With today’s high-powered digital hearing aids, even the most severely deaf infants can gain some awareness of sound. While the sound that a CI candidate receives with a hearing aid is not enough to comprehend speech through audition alone (hence why the baby is a CI candidate), the infant may be able to perceive the pitch, intensity, and duration of sounds (the suprasegmentals, or intonation) — and that is no small thing! While it may be difficult to convince parents that wearing hearing aids all waking hours while awaiting cochlear implant surgery is worthwhile, I believe it is crucial for several reasons:
Even if the child is only able to discriminate between gross durational patterns (for example, short versus long sounds), he is building his auditory brain and establishing some great skills for later discrimination tasks between speech sounds.
Parents have a “visual reminder” to always be considering listening and spoken language enhancement in everyday life.

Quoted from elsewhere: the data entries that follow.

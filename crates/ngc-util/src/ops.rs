//! Operator semantics.
//!
//! Binary operators come in three precedence levels (handled by the
//! parser; this module only knows how to apply them):
//!
//! | Level | Operators                 |
//! |-------|---------------------------|
//! | 1     | `+` `-` `and` `or` `xor`  |
//! | 2     | `*` `/`                   |
//! | 3     | `**`                      |
//!
//! Unary operators are function-like and take a single bracketed
//! expression: `sin[90]`. Trigonometry works in degrees on both input
//! and output.

use std::f64::consts::PI;

use crate::error::{Error, Result};
use crate::number::Number;

fn to_deg(radians: f64) -> f64 {
    radians * 180.0 / PI
}

fn to_rad(degrees: f64) -> f64 {
    degrees * PI / 180.0
}

/// Rejects infinities produced from finite inputs (e.g. `exp[1000]`).
fn finite(value: f64, what: &str) -> Result<Number> {
    if value.is_finite() {
        Ok(Number::Float(value))
    } else {
        Err(Error::Arithmetic(format!("result of {what} out of range")))
    }
}

/// A binary operator of the expression language.
#[derive(Debug, Clone, Copy, PartialEq, Eq)]
pub enum BinOp {
    // Level 1
    Add,
    Sub,
    And,
    Or,
    Xor,
    // Level 2
    Mul,
    Div,
    // Level 3
    Pow,
}

impl BinOp {
    /// The operator as written in source.
    pub const fn symbol(self) -> &'static str {
        match self {
            BinOp::Add => "+",
            BinOp::Sub => "-",
            BinOp::And => "and",
            BinOp::Or => "or",
            BinOp::Xor => "xor",
            BinOp::Mul => "*",
            BinOp::Div => "/",
            BinOp::Pow => "**",
        }
    }

    /// Applies the operator to two evaluated operands.
    ///
    /// `+`, `-` and `*` preserve the integer tag when both inputs carry
    /// it; `/` always produces a float; the logical operators compare
    /// truthiness (nonzero) and yield integer 0 or 1.
    pub fn apply(self, lhs: Number, rhs: Number) -> Result<Number> {
        match self {
            BinOp::Add => self.arithmetic(lhs, rhs, i64::checked_add, |a, b| a + b),
            BinOp::Sub => self.arithmetic(lhs, rhs, i64::checked_sub, |a, b| a - b),
            BinOp::Mul => self.arithmetic(lhs, rhs, i64::checked_mul, |a, b| a * b),
            BinOp::Div => {
                if rhs.as_f64() == 0.0 {
                    return Err(Error::Arithmetic("division by zero".into()));
                }
                finite(lhs.as_f64() / rhs.as_f64(), "division")
            }
            BinOp::And => Ok(truth(lhs.is_truthy() && rhs.is_truthy())),
            BinOp::Or => Ok(truth(lhs.is_truthy() || rhs.is_truthy())),
            BinOp::Xor => Ok(truth(lhs.is_truthy() ^ rhs.is_truthy())),
            BinOp::Pow => pow(lhs, rhs),
        }
    }

    fn arithmetic(
        self,
        lhs: Number,
        rhs: Number,
        int_op: fn(i64, i64) -> Option<i64>,
        float_op: fn(f64, f64) -> f64,
    ) -> Result<Number> {
        match (lhs, rhs) {
            (Number::Int(a), Number::Int(b)) => int_op(a, b).map(Number::Int).ok_or_else(|| {
                Error::Arithmetic(format!("integer overflow in {a} {} {b}", self.symbol()))
            }),
            _ => finite(float_op(lhs.as_f64(), rhs.as_f64()), self.symbol()),
        }
    }
}

fn truth(value: bool) -> Number {
    Number::Int(value as i64)
}

/// Exponentiation. An integer base raised to a non-negative integer
/// exponent stays an integer (`0 ** 0` is pinned to 1); every other
/// combination goes through floating point, and combinations with no
/// real result (negative base, fractional exponent) fail.
fn pow(base: Number, exponent: Number) -> Result<Number> {
    if let (Number::Int(b), Number::Int(e)) = (base, exponent) {
        if (0..=u32::MAX as i64).contains(&e) {
            return b
                .checked_pow(e as u32)
                .map(Number::Int)
                .ok_or_else(|| Error::Arithmetic(format!("integer overflow in {b} ** {e}")));
        }
    }

    let value = base.as_f64().powf(exponent.as_f64());
    if value.is_nan() {
        return Err(Error::Arithmetic(format!(
            "no real result for {base} ** {exponent}"
        )));
    }
    finite(value, "exponentiation")
}

/// A unary (function-like) operator: `sin[...]`, `fix[...]`, ...
#[derive(Debug, Clone, Copy, PartialEq, Eq)]
pub enum UnaryOp {
    Abs,
    Acos,
    Asin,
    Atan,
    Cos,
    Exp,
    Fix,
    Fup,
    Ln,
    Round,
    Sin,
    Sqrt,
    Tan,
}

impl UnaryOp {
    /// All operators, in the order the reference grammars list them.
    pub const ALL: [UnaryOp; 13] = [
        UnaryOp::Abs,
        UnaryOp::Acos,
        UnaryOp::Asin,
        UnaryOp::Atan,
        UnaryOp::Cos,
        UnaryOp::Exp,
        UnaryOp::Fix,
        UnaryOp::Fup,
        UnaryOp::Ln,
        UnaryOp::Round,
        UnaryOp::Sin,
        UnaryOp::Sqrt,
        UnaryOp::Tan,
    ];

    /// The operator name in lowercase.
    pub const fn name(self) -> &'static str {
        match self {
            UnaryOp::Abs => "abs",
            UnaryOp::Acos => "acos",
            UnaryOp::Asin => "asin",
            UnaryOp::Atan => "atan",
            UnaryOp::Cos => "cos",
            UnaryOp::Exp => "exp",
            UnaryOp::Fix => "fix",
            UnaryOp::Fup => "fup",
            UnaryOp::Ln => "ln",
            UnaryOp::Round => "round",
            UnaryOp::Sin => "sin",
            UnaryOp::Sqrt => "sqrt",
            UnaryOp::Tan => "tan",
        }
    }

    /// Looks an operator up by name, case-insensitively.
    pub fn from_name(name: &str) -> Option<UnaryOp> {
        UnaryOp::ALL
            .into_iter()
            .find(|op| op.name().eq_ignore_ascii_case(name))
    }

    /// Applies the operator to its evaluated argument.
    pub fn apply(self, value: Number) -> Result<Number> {
        let v = value.as_f64();
        match self {
            UnaryOp::Abs => Ok(match value {
                // i64::MIN has no integer absolute value.
                Number::Int(i) => i
                    .checked_abs()
                    .map(Number::Int)
                    .unwrap_or(Number::Float((i as f64).abs())),
                Number::Float(f) => Number::Float(f.abs()),
            }),
            UnaryOp::Acos => {
                self.check_domain((-1.0..=1.0).contains(&v), value)?;
                Ok(Number::Float(to_deg(v.acos())))
            }
            UnaryOp::Asin => {
                self.check_domain((-1.0..=1.0).contains(&v), value)?;
                Ok(Number::Float(to_deg(v.asin())))
            }
            UnaryOp::Atan => Ok(Number::Float(to_deg(v.atan()))),
            UnaryOp::Cos => Ok(Number::Float(to_rad(v).cos())),
            UnaryOp::Sin => Ok(Number::Float(to_rad(v).sin())),
            UnaryOp::Tan => Ok(Number::Float(to_rad(v).tan())),
            UnaryOp::Exp => finite(v.exp(), "exp"),
            UnaryOp::Fix => Ok(match value {
                Number::Int(i) => Number::Int(i),
                Number::Float(f) => Number::Int(f.floor() as i64),
            }),
            UnaryOp::Fup => Ok(match value {
                Number::Int(i) => Number::Int(i),
                Number::Float(f) => Number::Int(f.ceil() as i64),
            }),
            UnaryOp::Round => Ok(match value {
                Number::Int(i) => Number::Int(i),
                // f64::round rounds halves away from zero, as required.
                Number::Float(f) => Number::Int(f.round() as i64),
            }),
            UnaryOp::Ln => {
                self.check_domain(v > 0.0, value)?;
                Ok(Number::Float(v.ln()))
            }
            UnaryOp::Sqrt => {
                self.check_domain(v >= 0.0, value)?;
                Ok(Number::Float(v.sqrt()))
            }
        }
    }

    fn check_domain(self, ok: bool, value: Number) -> Result<()> {
        if ok {
            Ok(())
        } else {
            Err(Error::Arithmetic(format!(
                "{}[{value}] has no real result",
                self.name()
            )))
        }
    }
}

#[cfg(test)]
mod tests {
    use super::*;

    fn int(i: i64) -> Number {
        Number::Int(i)
    }

    fn assert_close(actual: Number, expected: f64) {
        let actual = actual.as_f64();
        assert!(
            (actual - expected).abs() < 1e-9,
            "expected {expected}, got {actual}"
        );
    }

    #[test]
    fn test_add_sub_mul_preserve_integers() {
        assert_eq!(BinOp::Add.apply(int(1), int(1)).unwrap(), int(2));
        assert_eq!(BinOp::Sub.apply(int(5), int(7)).unwrap(), int(-2));
        assert_eq!(BinOp::Mul.apply(int(-2), int(-5)).unwrap(), int(10));
        assert!(matches!(
            BinOp::Add.apply(int(1), Number::Float(1.0)).unwrap(),
            Number::Float(_)
        ));
    }

    #[test]
    fn test_division_is_always_float() {
        assert!(matches!(
            BinOp::Div.apply(int(4), int(2)).unwrap(),
            Number::Float(f) if f == 2.0
        ));
        assert_close(BinOp::Div.apply(int(1), int(8)).unwrap(), 0.125);
    }

    #[test]
    fn test_division_by_zero() {
        assert!(matches!(
            BinOp::Div.apply(int(1), int(0)),
            Err(Error::Arithmetic(_))
        ));
        assert!(matches!(
            BinOp::Div.apply(int(1), Number::Float(0.0)),
            Err(Error::Arithmetic(_))
        ));
    }

    #[test]
    fn test_truth_operators() {
        assert_eq!(BinOp::Or.apply(int(0), int(0)).unwrap(), int(0));
        assert_eq!(BinOp::Or.apply(int(100), int(1)).unwrap(), int(1));
        assert_eq!(BinOp::Or.apply(int(0), Number::Float(0.001)).unwrap(), int(1));
        assert_eq!(BinOp::And.apply(int(1), int(1)).unwrap(), int(1));
        assert_eq!(BinOp::And.apply(int(0), int(1)).unwrap(), int(0));
        assert_eq!(BinOp::Xor.apply(int(1), int(1)).unwrap(), int(0));
        assert_eq!(BinOp::Xor.apply(int(1), int(0)).unwrap(), int(1));
    }

    #[test]
    fn test_pow() {
        assert_eq!(BinOp::Pow.apply(int(-2), int(10)).unwrap(), int(1024));
        assert_eq!(BinOp::Pow.apply(int(0), int(0)).unwrap(), int(1));
        assert_close(BinOp::Pow.apply(int(2), int(-1)).unwrap(), 0.5);
        assert!(matches!(
            BinOp::Pow.apply(int(2), int(-1)).unwrap(),
            Number::Float(_)
        ));
        // Negative base with a fractional exponent has no real result.
        assert!(matches!(
            BinOp::Pow.apply(int(-1), Number::Float(0.5)),
            Err(Error::Arithmetic(_))
        ));
    }

    #[test]
    fn test_integer_overflow_is_an_error() {
        assert!(matches!(
            BinOp::Add.apply(int(i64::MAX), int(1)),
            Err(Error::Arithmetic(_))
        ));
        assert!(matches!(
            BinOp::Pow.apply(int(10), int(100)),
            Err(Error::Arithmetic(_))
        ));
    }

    #[test]
    fn test_trig_in_degrees() {
        assert_close(UnaryOp::Acos.apply(int(1)).unwrap(), 0.0);
        assert_close(UnaryOp::Asin.apply(int(1)).unwrap(), 90.0);
        assert_close(UnaryOp::Atan.apply(int(1)).unwrap(), 45.0);
        assert_close(UnaryOp::Cos.apply(int(60)).unwrap(), 0.5);
        assert_close(UnaryOp::Sin.apply(int(-90)).unwrap(), -1.0);
        assert_close(UnaryOp::Tan.apply(int(45)).unwrap(), 1.0);
    }

    #[test]
    fn test_rounding_family() {
        assert_eq!(UnaryOp::Fix.apply(Number::Float(-0.2)).unwrap(), int(-1));
        assert_eq!(UnaryOp::Fup.apply(Number::Float(-0.9)).unwrap(), int(0));
        assert_eq!(UnaryOp::Round.apply(Number::Float(5.49)).unwrap(), int(5));
        assert_eq!(UnaryOp::Round.apply(Number::Float(5.5)).unwrap(), int(6));
        assert_eq!(UnaryOp::Round.apply(Number::Float(-5.5)).unwrap(), int(-6));
        assert_eq!(UnaryOp::Fix.apply(int(3)).unwrap(), int(3));
    }

    #[test]
    fn test_exp_ln_sqrt() {
        assert_close(UnaryOp::Exp.apply(int(2)).unwrap(), std::f64::consts::E.powi(2));
        assert_close(UnaryOp::Ln.apply(int(5)).unwrap(), 5.0_f64.ln());
        assert_close(UnaryOp::Sqrt.apply(int(16)).unwrap(), 4.0);
    }

    #[test]
    fn test_unary_domain_errors() {
        assert!(matches!(UnaryOp::Ln.apply(int(0)), Err(Error::Arithmetic(_))));
        assert!(matches!(UnaryOp::Ln.apply(int(-1)), Err(Error::Arithmetic(_))));
        assert!(matches!(UnaryOp::Sqrt.apply(int(-4)), Err(Error::Arithmetic(_))));
        assert!(matches!(UnaryOp::Asin.apply(int(2)), Err(Error::Arithmetic(_))));
        assert!(matches!(UnaryOp::Acos.apply(int(-2)), Err(Error::Arithmetic(_))));
        assert!(matches!(UnaryOp::Exp.apply(int(1000)), Err(Error::Arithmetic(_))));
    }

    #[test]
    fn test_abs_preserves_tag() {
        assert_eq!(UnaryOp::Abs.apply(int(-1)).unwrap(), int(1));
        assert!(matches!(
            UnaryOp::Abs.apply(Number::Float(-2.5)).unwrap(),
            Number::Float(f) if f == 2.5
        ));
    }

    #[test]
    fn test_from_name_is_case_insensitive() {
        assert_eq!(UnaryOp::from_name("COS"), Some(UnaryOp::Cos));
        assert_eq!(UnaryOp::from_name("Round"), Some(UnaryOp::Round));
        assert_eq!(UnaryOp::from_name("banana"), None);
    }

    use proptest::prelude::*;

    proptest! {
        #[test]
        fn additive_identity(x in -1_000_000i64..1_000_000) {
            prop_assert_eq!(BinOp::Add.apply(int(x), int(0)).unwrap(), int(x));
        }

        #[test]
        fn multiplicative_identity(x in -1_000_000i64..1_000_000) {
            prop_assert_eq!(BinOp::Mul.apply(int(x), int(1)).unwrap(), int(x));
        }

        #[test]
        fn power_zero_is_one(x in -1_000_000i64..1_000_000) {
            prop_assert_eq!(BinOp::Pow.apply(int(x), int(0)).unwrap(), int(1));
        }

        #[test]
        fn logic_matches_truth_tables(a in -10i64..10, b in -10i64..10) {
            let (ta, tb) = (a != 0, b != 0);
            prop_assert_eq!(BinOp::And.apply(int(a), int(b)).unwrap(), truth(ta && tb));
            prop_assert_eq!(BinOp::Or.apply(int(a), int(b)).unwrap(), truth(ta || tb));
            prop_assert_eq!(BinOp::Xor.apply(int(a), int(b)).unwrap(), truth(ta ^ tb));
        }
    }
}
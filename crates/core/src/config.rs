//! Core runtime configuration.
//!
//! Configuration is resolved once at process startup and then passed into core services.
//! Request handling never reads process-wide environment variables.

use crate::constants::DEFAULT_PATIENT_DATA_DIR;
use crate::{PatientError, PatientResult};
use std::fmt;
use std::path::{Path, PathBuf};
use std::str::FromStr;

/// Which store implementation a process runs against.
#[derive(Clone, Copy, Debug, Default, PartialEq, Eq)]
pub enum StorageBackend {
    /// Lock-guarded maps; contents are lost on exit.
    Memory,
    /// Sharded JSON documents under `patient_data_dir`.
    #[default]
    File,
}

impl StorageBackend {
    pub fn as_str(self) -> &'static str {
        match self {
            StorageBackend::Memory => "memory",
            StorageBackend::File => "file",
        }
    }
}

impl fmt::Display for StorageBackend {
    fn fmt(&self, f: &mut fmt::Formatter<'_>) -> fmt::Result {
        f.write_str(self.as_str())
    }
}

impl FromStr for StorageBackend {
    type Err = PatientError;

    fn from_str(s: &str) -> Result<Self, Self::Err> {
        match s.trim().to_ascii_lowercase().as_str() {
            "memory" => Ok(StorageBackend::Memory),
            "file" => Ok(StorageBackend::File),
            other => Err(PatientError::InvalidInput(format!(
                "unknown storage backend '{other}' (expected 'file' or 'memory')"
            ))),
        }
    }
}

/// Core configuration resolved at startup.
#[derive(Clone, Debug)]
pub struct CoreConfig {
    patient_data_dir: PathBuf,
    storage_backend: StorageBackend,
}

impl CoreConfig {
    pub fn new(patient_data_dir: PathBuf, storage_backend: StorageBackend) -> PatientResult<Self> {
        if patient_data_dir.as_os_str().is_empty() {
            return Err(PatientError::InvalidInput(
                "patient_data_dir cannot be empty".into(),
            ));
        }

        Ok(Self {
            patient_data_dir,
            storage_backend,
        })
    }

    pub fn patient_data_dir(&self) -> &Path {
        &self.patient_data_dir
    }

    pub fn storage_backend(&self) -> StorageBackend {
        self.storage_backend
    }
}

/// Parse the storage backend from an optional string value.
///
/// If `value` is `None` or empty/whitespace, returns [`StorageBackend::File`].
pub fn storage_backend_from_env_value(value: Option<String>) -> PatientResult<StorageBackend> {
    let value = value
        .map(|v| v.trim().to_string())
        .filter(|v| !v.is_empty());
    let parsed = value.map(|v| v.parse::<StorageBackend>()).transpose()?;

    Ok(parsed.unwrap_or_default())
}

/// Resolve the patient data directory from an optional string value.
pub fn patient_data_dir_from_env_value(value: Option<String>) -> PathBuf {
    value
        .map(|v| v.trim().to_string())
        .filter(|v| !v.is_empty())
        .map(PathBuf::from)
        .unwrap_or_else(|| PathBuf::from(DEFAULT_PATIENT_DATA_DIR))
}

#[cfg(test)]
mod tests {
    use super::*;

    #[test]
    fn test_storage_backend_defaults_to_file() {
        assert_eq!(
            storage_backend_from_env_value(None).unwrap(),
            StorageBackend::File
        );
        assert_eq!(
            storage_backend_from_env_value(Some("   ".into())).unwrap(),
            StorageBackend::File
        );
    }

    #[test]
    fn test_storage_backend_parses_case_insensitively() {
        assert_eq!(
            storage_backend_from_env_value(Some(" Memory ".into())).unwrap(),
            StorageBackend::Memory
        );
    }

    #[test]
    fn test_storage_backend_rejects_unknown_values() {
        let err = storage_backend_from_env_value(Some("postgres".into()))
            .expect_err("unknown backend should fail");
        assert!(matches!(err, PatientError::InvalidInput(_)));
    }

    #[test]
    fn test_patient_data_dir_default() {
        assert_eq!(
            patient_data_dir_from_env_value(None),
            PathBuf::from("patient_data")
        );
        assert_eq!(
            patient_data_dir_from_env_value(Some("/srv/molar".into())),
            PathBuf::from("/srv/molar")
        );
    }

    #[test]
    fn test_core_config_rejects_empty_dir() {
        assert!(CoreConfig::new(PathBuf::new(), StorageBackend::File).is_err());
        let cfg = CoreConfig::new(PathBuf::from("data"), StorageBackend::Memory).unwrap();
        assert_eq!(cfg.storage_backend(), StorageBackend::Memory);
        assert_eq!(cfg.patient_data_dir(), Path::new("data"));
    }
}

Children begin to alert to loud environmental sounds and build sound-object associations.
The child is establishing behaviors that will aid in later listening and spoken language learning, such as joint attention, auditory attention, cognitive, and play skills.
Parents learn to take care of hearing equipment and establish routines for daily maintenance, listening checks, and learn how to keep hearing devices on all waking hours.
Children become accustomed to having something on their ears all waking hours — it’s much easier to establish this habit from day one than to be fighting it when the cochlear implants are activated.
In her article “Empowering Parents to Help Their Newly Diagnosed Child Gain Communication Skills,” Amy McConkey-Robbins, MS CCC-SLP suggests the following ways that parents of infants can grow communication skills. Parents of CI candidates can follow this advice to make the best possible use of the wait time before implantation:
Phase I – The initial identification of hearing loss
Continue to talk, sing songs, and recite nursery rhymes to your baby
Begin a journal about your experiences, feelings, questions, and successes
Phases II and III – From receiving hearing aids to beginning communication intervention to receiving a CI
Help the child learn to alert to his name — but don’t make this a testing task. Only call the child’s name for a good reason with a real meaning or payoff.
Use the verbal cue, “Listen!” and point out sounds around your house
Monitor changes in your child’s vocalization and behavior with and without hearing aids (share this information with the professionals on your team, too — it can help them make better decisions and adjustments for your baby!)
Imitate the child’s vocalizations back to him to build the auditory feedback loop and encourage communication
Encourage and anticipatory response to sound with familiar songs, rhymes, and games. Pause and give the child a chance to participate through vocalization (For example, “We all fall… DOWN!” in Ring Around the Rosie)
Make the most of every last decibel of hearing and every last second of the time before cochlear implantation to build a the foundation for a world of sound that will open up to babies on activation day!